Happy Last Friday of 2017!

While many publications are spending time right now offering predictions for the coming year, I thought it would be interesting to revisit some predictions for 2017 and see how things turned out. After all, why listen to anything that the “experts” predict if they aren’t consistently correct on items even just covering the next 12 months.

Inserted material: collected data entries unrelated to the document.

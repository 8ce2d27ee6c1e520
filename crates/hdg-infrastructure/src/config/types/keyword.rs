//! Keyword configuration types

use hdg_application::ports::registry::KeywordProviderConfig;
use hdg_domain::constants::DEFAULT_MAX_KEYWORDS_PER_CHUNK;
use hdg_domain::value_objects::{KeywordOptions, SectionKeywords};
use serde::{Deserialize, Serialize};

use crate::constants::{DEFAULT_KEYWORD_MIN_WORD_LENGTH, DEFAULT_KEYWORD_PROVIDER};

/// Keyword enrichment configuration
#[derive(Debug, Clone, PartialEq, Eq, Serialize, Deserialize)]
#[serde(default)]
pub struct KeywordConfig {
    /// Call the keyword extractor for each chunk
    pub extract_keywords: bool,

    /// Cap applied to extracted keywords
    pub max_keywords_per_chunk: usize,

    /// Registered extractor name
    pub provider: String,

    /// Minimum candidate length passed to the extractor
    pub min_word_length: usize,

    /// Keywords added to every chunk
    pub custom_keywords: Vec<String>,

    /// Keywords added to chunks under matching sections
    pub section_keywords: Vec<SectionKeywords>,
}

impl Default for KeywordConfig {
    fn default() -> Self {
        Self {
            extract_keywords: false,
            max_keywords_per_chunk: DEFAULT_MAX_KEYWORDS_PER_CHUNK,
            provider: DEFAULT_KEYWORD_PROVIDER.to_string(),
            min_word_length: DEFAULT_KEYWORD_MIN_WORD_LENGTH,
            custom_keywords: Vec::new(),
            section_keywords: Vec::new(),
        }
    }
}

impl KeywordConfig {
    /// Keyword options for the processing service
    pub fn keyword_options(&self) -> KeywordOptions {
        KeywordOptions {
            extract_keywords: self.extract_keywords,
            max_keywords_per_chunk: self.max_keywords_per_chunk,
            custom_keywords: self.custom_keywords.clone(),
            section_keywords: self.section_keywords.clone(),
        }
    }

    /// Registry lookup configuration for the extractor
    pub fn provider_config(&self) -> KeywordProviderConfig {
        KeywordProviderConfig::new(&self.provider).with_min_word_length(self.min_word_length)
    }
}
//! Composition root tests

use hdg_domain::error::Error;
use hdg_domain::value_objects::ChunkingStrategy;
use hdg_infrastructure::config::{
    AppConfig, ChunkingConfig, ConfigBuilder, EmbeddingConfig, KeywordConfig,
};
use hdg_infrastructure::di::init_app;
use tokio_util::sync::CancellationToken;

const GUIDE: &str = "# Guide\nThe guide explains parsing.\n## Install\nInstall the parser crate.\n## Usage\nRun the parser on markdown files.\n";

#[test]
fn test_default_config_wires_headings_only() {
    let context = init_app(AppConfig::default()).expect("context");

    assert_eq!(context.chunker().strategy(), ChunkingStrategy::Headings);
    assert!(context.keyword_extractor().is_none());
    assert!(context.embedding_provider().is_none());
    assert!(format!("{context:?}").starts_with("AppContext"));
}

#[tokio::test]
async fn test_full_pipeline_from_config() {
    let config = ConfigBuilder::new()
        .with_chunking(ChunkingConfig {
            strategy: ChunkingStrategy::Structural,
            ..ChunkingConfig::default()
        })
        .with_keywords(KeywordConfig {
            extract_keywords: true,
            max_keywords_per_chunk: 3,
            ..KeywordConfig::default()
        })
        .with_embedding(EmbeddingConfig {
            enabled: true,
            dimensions: 16,
            ..EmbeddingConfig::default()
        })
        .build();
    let context = init_app(config).expect("context");
    assert_eq!(
        context.keyword_extractor().map(|k| k.provider_name().to_string()),
        Some("frequency".to_string())
    );

    let document = context
        .process(GUIDE, "guide.md", &CancellationToken::new())
        .await
        .expect("processed");

    assert!(document.has_structural_graph());
    assert_eq!(document.graph.chunks.len(), 3);
    assert_eq!(document.embeddings.len(), 3);
    assert!(document.embeddings.iter().all(|e| e.embedding.vector.len() == 16));
    assert!(
        document
            .graph
            .chunks
            .iter()
            .all(|c| !c.keywords().is_empty() && c.keywords().len() <= 3)
    );

    let query = context.embed_query("parser").await.expect("query");
    assert_eq!(query.dimensions, 16);
}

#[tokio::test]
async fn test_constraints_from_config() {
    let config = ConfigBuilder::new()
        .with_chunking(ChunkingConfig {
            enforce_constraints: true,
            max_chunk_size: 25,
            min_chunk_size: 0,
            ..ChunkingConfig::default()
        })
        .build();
    let context = init_app(config).expect("context");

    let document = context
        .process(
            "# Notes\nFirst sentence here. Second sentence here.",
            "notes.md",
            &CancellationToken::new(),
        )
        .await
        .expect("processed");
    let titles: Vec<&str> = document.graph.chunks.iter().map(|c| c.clean_title()).collect();
    assert_eq!(titles, vec!["Notes", "Notes (Part 2)"]);
}

#[test]
fn test_unknown_provider_fails_at_init() {
    let config = ConfigBuilder::new()
        .with_embedding(EmbeddingConfig {
            enabled: true,
            provider: "remote".to_string(),
            ..EmbeddingConfig::default()
        })
        .build();
    let err = init_app(config).unwrap_err();
    assert!(matches!(err, Error::Configuration { .. }));
    assert!(err.to_string().contains("remote"));
}

#[tokio::test]
async fn test_cancelled_processing() {
    let context = init_app(AppConfig::default()).expect("context");
    let token = CancellationToken::new();
    token.cancel();

    let err = context.process(GUIDE, "guide.md", &token).await.unwrap_err();
    assert!(err.is_cancelled());
}
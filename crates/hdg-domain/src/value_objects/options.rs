//! Processing option value objects
//!
//! Options that feed the constraint processor and the enrichment stage.
//! All of them are validated before any document is processed; an invalid
//! value is a construction-time failure, never a silent fallback.

use std::borrow::Cow;

use serde::{Deserialize, Serialize};
use validator::{Validate, ValidationError};

use crate::constants::{
    DEFAULT_CHUNK_OVERLAP, DEFAULT_MAX_CHUNK_SIZE, DEFAULT_MAX_KEYWORDS_PER_CHUNK,
    DEFAULT_MIN_CHUNK_SIZE,
};
use crate::error::{Error, Result};

/// Which chunking pipeline processes a document
#[derive(Debug, Clone, Copy, Default, PartialEq, Eq, Serialize, Deserialize)]
#[serde(rename_all = "lowercase")]
pub enum ChunkingStrategy {
    /// Heading-only chunking driven by the rule engine
    #[default]
    Headings,
    /// Heading chunking plus the block-level structural graph
    Structural,
}

impl ChunkingStrategy {
    /// Whether this strategy produces a structural graph
    pub fn supports_structural_graph(self) -> bool {
        matches!(self, Self::Structural)
    }
}

/// Size and overlap constraints applied after hierarchy building
#[derive(Debug, Clone, Copy, PartialEq, Eq, Serialize, Deserialize, Validate)]
#[validate(schema(function = "validate_constraint_bounds"))]
pub struct ConstraintOptions {
    /// Maximum chunk content length in characters
    #[validate(range(min = 1, message = "max_chunk_size must be positive"))]
    pub max_chunk_size: usize,
    /// Minimum chunk content length in characters
    pub min_chunk_size: usize,
    /// Characters copied from the tail of a chunk into its successor
    pub chunk_overlap: usize,
    /// Leave undersized chunks in place instead of merging them
    pub preserve_structure: bool,
    /// Split along sentence boundaries instead of word boundaries
    pub split_on_sentences: bool,
}

impl Default for ConstraintOptions {
    fn default() -> Self {
        Self {
            max_chunk_size: DEFAULT_MAX_CHUNK_SIZE,
            min_chunk_size: DEFAULT_MIN_CHUNK_SIZE,
            chunk_overlap: DEFAULT_CHUNK_OVERLAP,
            preserve_structure: true,
            split_on_sentences: true,
        }
    }
}

impl ConstraintOptions {
    /// Create options with the given maximum size and defaults elsewhere
    pub fn with_max_size(max_chunk_size: usize) -> Self {
        Self {
            max_chunk_size,
            min_chunk_size: DEFAULT_MIN_CHUNK_SIZE.min(max_chunk_size),
            ..Self::default()
        }
    }

    /// Set the overlap
    pub fn with_overlap(mut self, chunk_overlap: usize) -> Self {
        self.chunk_overlap = chunk_overlap;
        self
    }

    /// Set the minimum size
    pub fn with_min_size(mut self, min_chunk_size: usize) -> Self {
        self.min_chunk_size = min_chunk_size;
        self
    }

    /// Choose sentence (true) or word (false) splitting
    pub fn with_sentence_splitting(mut self, split_on_sentences: bool) -> Self {
        self.split_on_sentences = split_on_sentences;
        self
    }

    /// Validate and convert failures into a domain configuration error
    pub fn ensure_valid(&self) -> Result<()> {
        self.validate().map_err(|e| {
            Error::configuration_with_source(format!("Invalid chunk constraints: {e}"), e)
        })
    }
}

fn validate_constraint_bounds(options: &ConstraintOptions) -> std::result::Result<(), ValidationError> {
    if options.min_chunk_size > options.max_chunk_size {
        return Err(ValidationError::new("chunk_bounds").with_message(Cow::from(format!(
            "min_chunk_size ({}) cannot exceed max_chunk_size ({})",
            options.min_chunk_size, options.max_chunk_size
        ))));
    }
    if options.max_chunk_size > 0 && options.chunk_overlap >= options.max_chunk_size {
        return Err(ValidationError::new("chunk_overlap").with_message(Cow::from(format!(
            "chunk_overlap ({}) must be smaller than max_chunk_size ({})",
            options.chunk_overlap, options.max_chunk_size
        ))));
    }
    Ok(())
}

/// Keywords injected into chunks whose title path matches a pattern
#[derive(Debug, Clone, PartialEq, Eq, Serialize, Deserialize, Validate)]
pub struct SectionKeywords {
    /// Regex tested against the clean titles of a chunk and its ancestors
    #[validate(
        length(min = 1, message = "Section pattern cannot be empty"),
        custom(function = "validate_pattern", message = "Invalid section pattern")
    )]
    pub pattern: String,
    /// Keywords appended when the pattern matches
    #[serde(default)]
    pub keywords: Vec<String>,
}

fn validate_pattern(pattern: &str) -> std::result::Result<(), ValidationError> {
    regex::Regex::new(pattern)
        .map(|_| ())
        .map_err(|_| ValidationError::new("Section pattern does not compile"))
}

/// Keyword enrichment options
#[derive(Debug, Clone, PartialEq, Eq, Serialize, Deserialize, Validate)]
pub struct KeywordOptions {
    /// Call the keyword collaborator for each chunk
    #[serde(default)]
    pub extract_keywords: bool,
    /// Cap applied to the collaborator's result
    #[validate(range(min = 1, message = "max_keywords_per_chunk must be positive"))]
    pub max_keywords_per_chunk: usize,
    /// Keywords added to every chunk
    #[serde(default)]
    pub custom_keywords: Vec<String>,
    /// Keywords added to chunks under matching sections
    #[serde(default)]
    #[validate(nested)]
    pub section_keywords: Vec<SectionKeywords>,
}

impl Default for KeywordOptions {
    fn default() -> Self {
        Self {
            extract_keywords: false,
            max_keywords_per_chunk: DEFAULT_MAX_KEYWORDS_PER_CHUNK,
            custom_keywords: Vec::new(),
            section_keywords: Vec::new(),
        }
    }
}

impl KeywordOptions {
    /// Whether any keyword source is active
    pub fn is_active(&self) -> bool {
        self.extract_keywords || !self.custom_keywords.is_empty() || !self.section_keywords.is_empty()
    }
}

/// Complete option set for one document processing call
#[derive(Debug, Clone, Default, PartialEq, Eq, Serialize, Deserialize)]
pub struct ProcessingOptions {
    /// Constraint pass settings; `None` skips the pass entirely
    pub constraints: Option<ConstraintOptions>,
    /// Keyword enrichment settings
    #[serde(default)]
    pub keywords: KeywordOptions,
    /// Vectorize each chunk with the embedding collaborator
    #[serde(default)]
    pub embeddings: bool,
}

impl ProcessingOptions {
    /// Validate every section of the options
    pub fn validate(&self) -> Result<()> {
        if let Some(constraints) = &self.constraints {
            constraints.ensure_valid()?;
        }
        self.keywords
            .validate()
            .map_err(|e| Error::configuration_with_source("Invalid keyword options", e))
    }
}
//! Domain layer constants
//!
//! Contains constants that are part of the chunking domain logic and are
//! shared by the providers and the application layer. Infrastructure-specific
//! constants remain in `hdg_infrastructure::constants`.

// ============================================================================
// HIERARCHY CONSTANTS
// ============================================================================

/// Level of the synthetic root chunk seeded at the bottom of the context stack
pub const ROOT_LEVEL: usize = 0;

/// Chunk type of the synthetic root chunk
pub const ROOT_CHUNK_TYPE: &str = "root";

/// Chunk type assigned to fragments generated by constraint splitting
pub const SPLIT_CHUNK_TYPE: &str = "split";

/// Separator used when joining body text blocks and overlap prefixes
pub const CONTENT_SEPARATOR: &str = "\n\n";

/// Separator between ancestor titles in an enriched embedding prefix
pub const TITLE_PATH_SEPARATOR: &str = " > ";

// ============================================================================
// CONSTRAINT DEFAULTS
// ============================================================================

/// Default maximum chunk size in characters
pub const DEFAULT_MAX_CHUNK_SIZE: usize = 1000;

/// Default minimum chunk size in characters
pub const DEFAULT_MIN_CHUNK_SIZE: usize = 100;

/// Default overlap in characters between consecutive chunks
pub const DEFAULT_CHUNK_OVERLAP: usize = 0;

// ============================================================================
// KEYWORD DEFAULTS
// ============================================================================

/// Default cap on the number of keywords attached to a chunk
pub const DEFAULT_MAX_KEYWORDS_PER_CHUNK: usize = 10;

/// Title suffix for the Nth fragment of a split chunk (N >= 2)
pub fn part_suffix(part: usize) -> String {
    format!(" (Part {part})")
}
//! Semantic Embedding Value Objects
//!
//! Value objects representing vectors produced by the embedding collaborator
//! for enriched chunk text.

use serde::{Deserialize, Serialize};

/// Value Object: Semantic Text Embedding
///
/// ## Business Rules
///
/// - Dimensions equal the vector length for a well-formed embedding
/// - Model name identifies the embedding generation method
///
/// ## Example
///
/// ```rust
/// use hdg_domain::value_objects::Embedding;
///
/// let embedding = Embedding {
///     vector: vec![0.1, 0.2, 0.3],
///     model: "null".to_string(),
///     dimensions: 3,
/// };
/// assert!(!embedding.is_zero());
/// ```
#[derive(Debug, Clone, Serialize, Deserialize, PartialEq)]
pub struct Embedding {
    /// The embedding vector values
    pub vector: Vec<f32>,
    /// Name of the model that generated this embedding
    pub model: String,
    /// Dimensionality of the embedding vector
    pub dimensions: usize,
}

impl Embedding {
    /// A zero vector, used when a provider degrades instead of failing
    pub fn zeroed(dimensions: usize, model: impl Into<String>) -> Self {
        Self {
            vector: vec![0.0; dimensions],
            model: model.into(),
            dimensions,
        }
    }

    /// Whether every component is zero
    pub fn is_zero(&self) -> bool {
        self.vector.iter().all(|v| *v == 0.0)
    }
}

/// Embedding attached to a chunk by identifier
#[derive(Debug, Clone, Serialize, Deserialize, PartialEq)]
pub struct ChunkEmbedding {
    /// Identifier of the embedded chunk
    pub chunk_id: String,
    /// The text that was vectorized (title path prefix + content)
    pub enriched_text: String,
    /// The resulting embedding
    pub embedding: Embedding,
}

Here are the 2017 predictions I covered this time last year. Updates are below sorted by topic.

Payments

Pascal Bouvier, Venture Partner at Santander, saw opportunity in micropayments and small business payments in 2017. While I can’t say we saw significant progress in micropayments, the last half of the year ended pretty strong for small business payments. Chase did the heavy lifting by acquiring WePay and leading a $100MM investment into (and partnering with) Bill.com. Chase could end up being the canary that signals much more activity in this space in the coming year.
FICO predicted there would still be no clear winner in mobile payments – I think they nailed that one.

Blockchain and Bitcoin

I know, they aren’t the same thing, but close enough for our predictions. DailyFintech had predicted that Bitcoin would reach new highs (above $1,250) but settle below $1,000 for the remainder of the year. This one was only off by about $15,000 šŸ™‚ (I do have to give them some credit – they predicted Uber would do a down round, which was just announced yesterday).
David Horton, Head of Innovation at Synechron, predicted that while blockchain applications will continue to be experimented with (CryptoKitties, anyone?), it will not impact the banking industry in a major way in 2017. I’ll give him an A for this one.

Marketplace Lending

The easy prediction here, made by many, was that marketplace lenders would continue to try to partner more with banks. I would agree this happened, as well as more startups being created to help banks rather than compete with banks. Among other predictions were that consolidation would continue (correct – a handful of well-known online lenders went under or were acquired), that banks would start buying marketplace lenders (did not happen), and that online lenders would become banks (did not happen, but Square seems to be getting the closest).

Insurtech

“Experts” were mixed on this sector for 2017. Spiros Margaris felt that 2017 would be a great year for insurtech companies as analytics and digital delivery combined to make significant inroads in the industry to cause incumbents to take notice. Others felt there would be a slow down in funding as this new crop of companies had to prove some traction with customers to raise Series B and Series C rounds. I’ll give the nod to Spiros, as market leaders Lemonade raised a $120MM Series C round and Trov raised a $45MM Series D round this year.

Disruption

DailyFintech had also predicted that analysts would start blaming fintech disruption when a mega bank experiences a major drop in profits. This did not come anywhere close to happening – if anything, banks like Chase and Goldman Sachs have been having the most success in accelerating their innovation/fintech efforts.